Now things start to get interesting, because the Mother Spider has seen us. It’s weird, it really is. I don’t think the Spiders have actual spiders wherever they’re from, but they sure as hell built their whole space tech around them. You know those little spider egg sacs, those balls of web on a leaf that you flick and then they break and about a million of the shits swarm out over everything? Just like that. The Mother Spider’s still chowing down and we’re flying toward it—and the U-Star
Boston Brand
is right in front, leading the charge, because I’m goddamn Fleet Admiral for the day and I want to get there first—when the main body
splits,
kinda like one of those paper folding games that girls make in school. You know, it’s a kinda pyramid, you stick your fingers in, and it opens up, like a flower, and there’s writing and jokes and suggestions about who loves who.

You know?

Anyway.

The Mother Spider opens and more Spiders come out—little small ones, half the size of our U-Stars, coming out of these shells that they shuck off like cocoons, and then they unfold their legs and head toward us.

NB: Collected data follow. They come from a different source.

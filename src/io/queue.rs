use rtrb::{Consumer, Producer, PushError, RingBuffer};
use tracing::trace;

use crate::{
    graph::RenderCtx,
    io::{AttachedGraph, AudioBackend, BackendError},
    MAX_BLOCK_SIZE,
};

/*
Render Queue
============

Hands session graphs from the control thread to the audio callback without
locks, and hands them back once they are done so they are freed off the
audio thread.

  control thread                           render thread (audio callback)
  --------------                           ------------------------------
  RenderQueue::attach(graph) ── incoming ──▶ Renderer picks it up next block
                                             │
  RenderQueue::collect_retired() ◀─ retired ─┘ detached or replaced graphs

At most one graph renders at a time. A graph is retired when:
  - its SessionLink was detached (session stopped, ended or dropped), or
  - a newer graph arrived (a replay replaces the running session)

Retired graphs go back through the `retired` ring. If that ring is full the
render thread drops the graph itself; correct but not allocation-free, so the
capacity should cover a few sessions of churn between collections.
*/

/// Build a connected queue pair. `capacity` bounds graphs in flight each way.
pub fn render_queue(sample_rate: f32, capacity: usize) -> (RenderQueue, Renderer) {
    let capacity = capacity.max(1);
    let (incoming_tx, incoming_rx) = RingBuffer::new(capacity);
    let (retired_tx, retired_rx) = RingBuffer::new(capacity);

    let queue = RenderQueue {
        sample_rate,
        incoming: incoming_tx,
        retired: retired_rx,
    };
    let renderer = Renderer {
        sample_rate,
        incoming: incoming_rx,
        retired: retired_tx,
        current: None,
        frame: 0,
        scratch: vec![0.0; MAX_BLOCK_SIZE],
    };
    (queue, renderer)
}

/// Control-thread end of the render queue.
pub struct RenderQueue {
    sample_rate: f32,
    incoming: Producer<AttachedGraph>,
    retired: Consumer<AttachedGraph>,
}

impl AudioBackend for RenderQueue {
    fn sample_rate(&self) -> f32 {
        self.sample_rate
    }

    fn attach(&mut self, graph: AttachedGraph) -> Result<(), BackendError> {
        if self.incoming.is_abandoned() {
            return Err(BackendError::Disconnected);
        }
        match self.incoming.push(graph) {
            Ok(()) => Ok(()),
            Err(PushError::Full(_)) => Err(BackendError::QueueFull),
        }
    }

    fn collect_retired(&mut self) -> usize {
        let mut dropped = 0;
        while let Ok(graph) = self.retired.pop() {
            trace!(session = graph.link.id(), "freeing retired graph");
            drop(graph);
            dropped += 1;
        }
        dropped
    }
}

/// Render-thread end of the render queue. Call [`Renderer::render`] from the
/// audio callback.
pub struct Renderer {
    sample_rate: f32,
    incoming: Consumer<AttachedGraph>,
    retired: Producer<AttachedGraph>,
    current: Option<AttachedGraph>,
    frame: u64,
    scratch: Vec<f32>,
}

impl Renderer {
    pub fn sample_rate(&self) -> f32 {
        self.sample_rate
    }

    /// Frames rendered since creation
    pub fn frame(&self) -> u64 {
        self.frame
    }

    pub fn has_graph(&self) -> bool {
        self.current.is_some()
    }

    /// Id of the session currently rendering, if any
    pub fn session_id(&self) -> Option<u64> {
        self.current.as_ref().map(|graph| graph.link.id())
    }

    /// Render mono output. Silence when no session is attached.
    pub fn render(&mut self, out: &mut [f32]) {
        for block in out.chunks_mut(MAX_BLOCK_SIZE) {
            self.render_block(block);
        }
    }

    /// Render into an interleaved device buffer, copying mono to every channel.
    pub fn render_interleaved(&mut self, data: &mut [f32], channels: usize) {
        let channels = channels.max(1);
        let total_frames = data.len() / channels;
        let mut frames_written = 0;
        let mut scratch = std::mem::take(&mut self.scratch);

        while frames_written < total_frames {
            let frames = (total_frames - frames_written).min(MAX_BLOCK_SIZE);
            let block = &mut scratch[..frames];
            self.render_block(block);

            let offset = frames_written * channels;
            for (i, &sample) in block.iter().enumerate() {
                let start = offset + i * channels;
                data[start..start + channels].fill(sample);
            }
            frames_written += frames;
        }

        self.scratch = scratch;
    }

    fn render_block(&mut self, block: &mut [f32]) {
        self.receive();

        if self
            .current
            .as_ref()
            .is_some_and(|graph| graph.link.is_detached())
        {
            if let Some(graph) = self.current.take() {
                self.retire(graph);
            }
        }

        let ctx = RenderCtx::at_frame(self.sample_rate, self.frame);
        match self.current.as_mut() {
            Some(graph) => graph.node.render_block(block, &ctx),
            None => block.fill(0.0),
        }
        self.frame += block.len() as u64;
    }

    fn receive(&mut self) {
        while let Ok(graph) = self.incoming.pop() {
            if let Some(previous) = self.current.replace(graph) {
                self.retire(previous);
            }
        }
    }

    fn retire(&mut self, graph: AttachedGraph) {
        if let Err(PushError::Full(graph)) = self.retired.push(graph) {
            drop(graph);
        }
    }
}

#[cfg(test)]
mod tests {
    use super::*;
    use crate::graph::{link::SessionLink, GraphNode};

    struct Constant(f32);

    impl GraphNode for Constant {
        fn render_block(&mut self, out: &mut [f32], _ctx: &RenderCtx) {
            out.fill(self.0);
        }
    }

    #[test]
    fn silent_without_a_graph() {
        let (_queue, mut renderer) = render_queue(48_000.0, 4);
        let mut out = vec![1.0; 64];

        renderer.render(&mut out);

        assert!(out.iter().all(|&s| s == 0.0));
        assert_eq!(renderer.frame(), 64);
    }

    #[test]
    fn renders_attached_graph() {
        let (mut queue, mut renderer) = render_queue(48_000.0, 4);
        queue
            .attach(AttachedGraph::new(Constant(0.5), SessionLink::new(1)))
            .unwrap();

        let mut out = vec![0.0; MAX_BLOCK_SIZE * 2 + 10];
        renderer.render(&mut out);

        assert!(out.iter().all(|&s| s == 0.5));
        assert_eq!(renderer.session_id(), Some(1));
    }

    #[test]
    fn detached_graph_is_retired_and_returned() {
        let (mut queue, mut renderer) = render_queue(48_000.0, 4);
        let link = SessionLink::new(3);
        queue
            .attach(AttachedGraph::new(Constant(1.0), link.clone()))
            .unwrap();

        let mut out = vec![0.0; 32];
        renderer.render(&mut out);
        link.detach();
        renderer.render(&mut out);

        assert!(out.iter().all(|&s| s == 0.0));
        assert!(!renderer.has_graph());
        assert_eq!(queue.collect_retired(), 1);
    }

    #[test]
    fn newer_graph_replaces_current() {
        let (mut queue, mut renderer) = render_queue(48_000.0, 4);
        queue
            .attach(AttachedGraph::new(Constant(1.0), SessionLink::new(1)))
            .unwrap();
        let mut out = vec![0.0; 16];
        renderer.render(&mut out);

        queue
            .attach(AttachedGraph::new(Constant(2.0), SessionLink::new(2)))
            .unwrap();
        renderer.render(&mut out);

        assert_eq!(out, vec![2.0; 16]);
        assert_eq!(renderer.session_id(), Some(2));
        assert_eq!(queue.collect_retired(), 1);
    }

    #[test]
    fn full_queue_is_reported() {
        let (mut queue, _renderer) = render_queue(48_000.0, 1);
        queue
            .attach(AttachedGraph::new(Constant(1.0), SessionLink::new(1)))
            .unwrap();

        let err = queue
            .attach(AttachedGraph::new(Constant(1.0), SessionLink::new(2)))
            .unwrap_err();
        assert_eq!(err, BackendError::QueueFull);
    }

    #[test]
    fn dropped_renderer_disconnects() {
        let (mut queue, renderer) = render_queue(48_000.0, 4);
        drop(renderer);

        let err = queue
            .attach(AttachedGraph::new(Constant(1.0), SessionLink::new(1)))
            .unwrap_err();
        assert_eq!(err, BackendError::Disconnected);
    }

    #[test]
    fn interleaved_copies_mono_to_all_channels() {
        let (mut queue, mut renderer) = render_queue(48_000.0, 4);
        queue
            .attach(AttachedGraph::new(Constant(0.25), SessionLink::new(1)))
            .unwrap();

        let mut data = vec![0.0; 2 * 100];
        renderer.render_interleaved(&mut data, 2);

        assert!(data.iter().all(|&s| s == 0.25));
        assert_eq!(renderer.frame(), 100);
    }
}
use crate::graph::{node::GraphNode, through::Through};

pub trait NodeExt: GraphNode + Sized {
    fn through<F: GraphNode>(self, effect: F) -> Through<Self, F> {
        Through::new(self, effect)
    }
}

impl<T: GraphNode> NodeExt for T {}
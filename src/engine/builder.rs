use tracing::debug;

use crate::{
    dsp::mix::{bus_normalization, sum_in_place},
    engine::{
        config::EngineConfig,
        error::BuildError,
        slot::{IrSlot, MasterState},
    },
    graph::{
        convolver::ConvolverNode,
        extensions::NodeExt,
        filter::FilterNode,
        gain::GainNode,
        source::{BufferSourceNode, SourceControl},
        through::Through,
        GraphNode, Param, RenderCtx,
    },
    io::AudioBuffer,
    MAX_BLOCK_SIZE,
};

/*
Session Graph
=============

One graph is built per play-through from a snapshot of the engine state:

                  ┌──▶ dry gain (1 - mix) ─────────────────────────────┐
                  │                                                    ▼
  source ─────────┤                                        master high-pass
                  │   ┌─ convolver → gain → high-pass → low-pass ─┐    │
                  └──▶┤  ... one voice per active slot ...         ├─▶ merge (1/K)
                      └─ convolver → gain → high-pass → low-pass ─┘    │
                                                        wet gain (mix) ┘
  master high-pass → master low-pass → master gain → output

Voices are built in slot order from the slots active at build time. Summing K
roughly unity voices would make the wet bus K times louder, so the merge stage
attenuates by 1/K (1 for K ≤ 1).

With no active slots the wet gain still exists (so mix updates have somewhere
to go) but nothing feeds it, and the session plays dry only.

Every tweakable scalar is a Param. The builder keeps a second handle to each
one in SessionHandles, which the control thread uses to push live updates
while the graph itself lives on the render thread.
*/

pub type VoiceChain = Through<Through<Through<ConvolverNode, GainNode>, FilterNode>, FilterNode>;
pub type MasterChain = Through<Through<FilterNode, FilterNode>, GainNode>;

/// Control-side handles of one convolution voice.
#[derive(Debug, Clone)]
pub struct VoiceHandles {
    pub slot: usize,
    pub gain: Param,
    pub low_cut: Param,
    pub high_cut: Param,
}

/// Control-side handles to every live parameter of a session graph.
#[derive(Clone)]
pub struct SessionHandles {
    pub source: SourceControl,
    pub dry_gain: Param,
    pub merge_gain: Param,
    pub wet_gain: Param,
    pub master_low_cut: Param,
    pub master_high_cut: Param,
    pub master_gain: Param,
    pub voices: Vec<VoiceHandles>,
}

impl SessionHandles {
    pub fn voice(&self, slot: usize) -> Option<&VoiceHandles> {
        self.voices.iter().find(|voice| voice.slot == slot)
    }

    pub fn voice_count(&self) -> usize {
        self.voices.len()
    }
}

/// Render-side session graph: source fan-out, parallel voices, master chain.
pub struct SessionGraph {
    source: BufferSourceNode,
    dry_gain: GainNode,
    voices: Vec<VoiceChain>,
    merge_gain: GainNode,
    wet_gain: GainNode,
    master: MasterChain,

    dry: Vec<f32>,
    wet: Vec<f32>,
    voice: Vec<f32>,
}

impl SessionGraph {
    pub fn voice_count(&self) -> usize {
        self.voices.len()
    }

    fn render_chunk(&mut self, out: &mut [f32], ctx: &RenderCtx) {
        let len = out.len();
        self.source.render_block(out, ctx);

        let dry = &mut self.dry[..len];
        dry.copy_from_slice(out);
        self.dry_gain.render_block(dry, ctx);

        if !self.voices.is_empty() {
            let wet = &mut self.wet[..len];
            wet.fill(0.0);
            for chain in &mut self.voices {
                let voice = &mut self.voice[..len];
                voice.copy_from_slice(out);
                chain.render_block(voice, ctx);
                sum_in_place(wet, voice);
            }
            self.merge_gain.render_block(wet, ctx);
            self.wet_gain.render_block(wet, ctx);

            out.copy_from_slice(dry);
            sum_in_place(out, wet);
        } else {
            out.copy_from_slice(dry);
        }

        self.master.render_block(out, ctx);
    }
}

impl GraphNode for SessionGraph {
    fn render_block(&mut self, out: &mut [f32], ctx: &RenderCtx) {
        for chunk in out.chunks_mut(MAX_BLOCK_SIZE) {
            self.render_chunk(chunk, ctx);
        }
    }

    fn reset(&mut self) {
        self.source.reset();
        self.dry_gain.reset();
        for chain in &mut self.voices {
            chain.reset();
        }
        self.merge_gain.reset();
        self.wet_gain.reset();
        self.master.reset();
    }

    fn is_active(&self) -> bool {
        self.source.is_active()
    }
}

/// Build a session graph for `dry` and the active slots among `slots`.
///
/// Parameters start at the current stored values. The source is built halted;
/// start it through `SessionHandles::source` once the graph is handed off.
pub fn build_session(
    dry: Option<&AudioBuffer>,
    master: &MasterState,
    slots: &[IrSlot],
    sample_rate: f32,
    config: &EngineConfig,
) -> Result<(SessionGraph, SessionHandles), BuildError> {
    let dry = dry.ok_or(BuildError::NoSampleLoaded)?;
    if !(sample_rate.is_finite() && sample_rate > 0.0) {
        return Err(BuildError::InvalidSampleRate(sample_rate));
    }
    if config.partition_size > MAX_BLOCK_SIZE {
        return Err(BuildError::PartitionTooLarge {
            size: config.partition_size,
            max: MAX_BLOCK_SIZE,
        });
    }

    let smoothing = config.smoothing_ms;
    let (source, source_control) = BufferSourceNode::new(dry);

    let dry_gain = Param::new(master.dry_gain());
    let wet_gain = Param::new(master.wet_gain());

    let mut voices = Vec::new();
    let mut voice_handles = Vec::new();
    for slot in slots {
        let Some(impulse) = slot.buffer() else {
            continue;
        };

        let convolver = ConvolverNode::new(
            impulse,
            sample_rate,
            config.partition_size,
            config.normalize_ir,
        )
        .map_err(|source| BuildError::Convolver {
            slot: slot.index(),
            source,
        })?;

        let handles = VoiceHandles {
            slot: slot.index(),
            gain: Param::new(slot.gain()),
            low_cut: Param::new(slot.low_cut_hz()),
            high_cut: Param::new(slot.high_cut_hz()),
        };
        debug!(
            slot = slot.index(),
            ir_frames = impulse.frames(),
            scale = convolver.scale(),
            gain = slot.gain(),
            low_cut = slot.low_cut_hz(),
            high_cut = slot.high_cut_hz(),
            "built convolution voice"
        );

        let chain = convolver
            .through(GainNode::new(handles.gain.clone(), smoothing))
            .through(FilterNode::highpass(handles.low_cut.clone()))
            .through(FilterNode::lowpass(handles.high_cut.clone()));
        voices.push(chain);
        voice_handles.push(handles);
    }

    let merge_gain = Param::new(bus_normalization(voices.len()));

    let master_low_cut = Param::new(master.low_cut_hz);
    let master_high_cut = Param::new(master.high_cut_hz);
    let master_gain = Param::new(master.gain);
    let master_chain = FilterNode::highpass(master_low_cut.clone())
        .through(FilterNode::lowpass(master_high_cut.clone()))
        .through(GainNode::new(master_gain.clone(), smoothing));

    debug!(
        voices = voices.len(),
        merge = merge_gain.get(),
        dry = dry_gain.get(),
        wet = wet_gain.get(),
        "built session graph"
    );

    let graph = SessionGraph {
        source,
        dry_gain: GainNode::new(dry_gain.clone(), smoothing),
        voices,
        merge_gain: GainNode::new(merge_gain.clone(), smoothing),
        wet_gain: GainNode::new(wet_gain.clone(), smoothing),
        master: master_chain,
        dry: vec![0.0; MAX_BLOCK_SIZE],
        wet: vec![0.0; MAX_BLOCK_SIZE],
        voice: vec![0.0; MAX_BLOCK_SIZE],
    };
    let handles = SessionHandles {
        source: source_control,
        dry_gain,
        merge_gain,
        wet_gain,
        master_low_cut,
        master_high_cut,
        master_gain,
        voices: voice_handles,
    };

    Ok((graph, handles))
}
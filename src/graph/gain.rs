use crate::{
    dsp::amplify::SmoothedGain,
    graph::{
        node::{GraphNode, RenderCtx},
        param::Param,
    },
};

/// Scales its input by a shared gain parameter, gliding between updates.
pub struct GainNode {
    gain: Param,
    smoother: SmoothedGain,
}

impl GainNode {
    pub fn new(gain: Param, smoothing_ms: f32) -> Self {
        let smoother = SmoothedGain::new(gain.get(), smoothing_ms);
        Self { gain, smoother }
    }

    pub fn param(&self) -> &Param {
        &self.gain
    }
}

impl GraphNode for GainNode {
    fn render_block(&mut self, out: &mut [f32], ctx: &RenderCtx) {
        self.smoother.set_target(self.gain.get());
        self.smoother.render(out, ctx.sample_rate);
    }

    fn reset(&mut self) {
        self.smoother.set_target(self.gain.get());
        self.smoother.snap();
    }
}

#[cfg(test)]
mod tests {
    use super::*;

    #[test]
    fn applies_initial_gain_immediately() {
        let mut node = GainNode::new(Param::new(0.5), 5.0);
        let mut out = [1.0; 16];

        node.render_block(&mut out, &RenderCtx::new(48_000.0));

        assert!(out.iter().all(|&s| (s - 0.5).abs() < 1e-6));
    }

    #[test]
    fn follows_param_updates() {
        let param = Param::new(1.0);
        let mut node = GainNode::new(param.clone(), 1.0);
        let ctx = RenderCtx::new(48_000.0);

        param.set(0.0);
        let mut out = vec![1.0; 2048];
        node.render_block(&mut out, &ctx);

        assert!(out[0] > 0.5, "should glide, not jump");
        assert!(out[2047].abs() < 1e-3);
    }

    #[test]
    fn settles_after_param_push() {
        let param = Param::new(0.0);
        let mut node = GainNode::new(param.clone(), 5.0);
        let ctx = RenderCtx::new(48_000.0);

        param.set(1.0);

        let mut out = vec![1.0; 2048];
        for _ in 0..100 {
            out.fill(1.0);
            node.render_block(&mut out, &ctx);
        }

        assert!(node.smoother.is_settled());
        assert_eq!(node.smoother.current(), 1.0);
        assert_eq!(out, vec![1.0; 2048]);
    }

    #[test]
    fn reset_snaps_to_param() {
        let param = Param::new(1.0);
        let mut node = GainNode::new(param.clone(), 50.0);

        param.set(0.25);
        node.reset();

        let mut out = [1.0; 4];
        node.render_block(&mut out, &RenderCtx::new(48_000.0));
        assert_eq!(out, [0.25; 4]);
    }
}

There’s some more swearing but I order comms silence. Then—
Bang!
The ship that filled the gap in the arrowhead? Gone. These Spider babies are like their momma. They don’t have weapons; they have
claws
. So they close in and latch on to your hull, and start chewing it up, and with so many of them swarming—hundreds,
thousands
maybe—they take just a second or two to reduce a U-Star to particulate matter. I don’t know whether they ever developed projected energy, or even projectile weapons. Maybe they just think eating enemy ships is funny. So:
Bang!
U-Star
Gothamite
is history, nothing but metal and vapor. But we’re in comms silence now, and that seems to keep everyone cool, I guess because they’re now looking at me for instructions and trying not to think about how a U-Star can be taken out just like that. It takes the responsibility off them, let’s them disengage, the conscious mind giving way to training and experience. Which is good for battle. You need your cool, and you don’t need your emotions. Plenty of time for that later.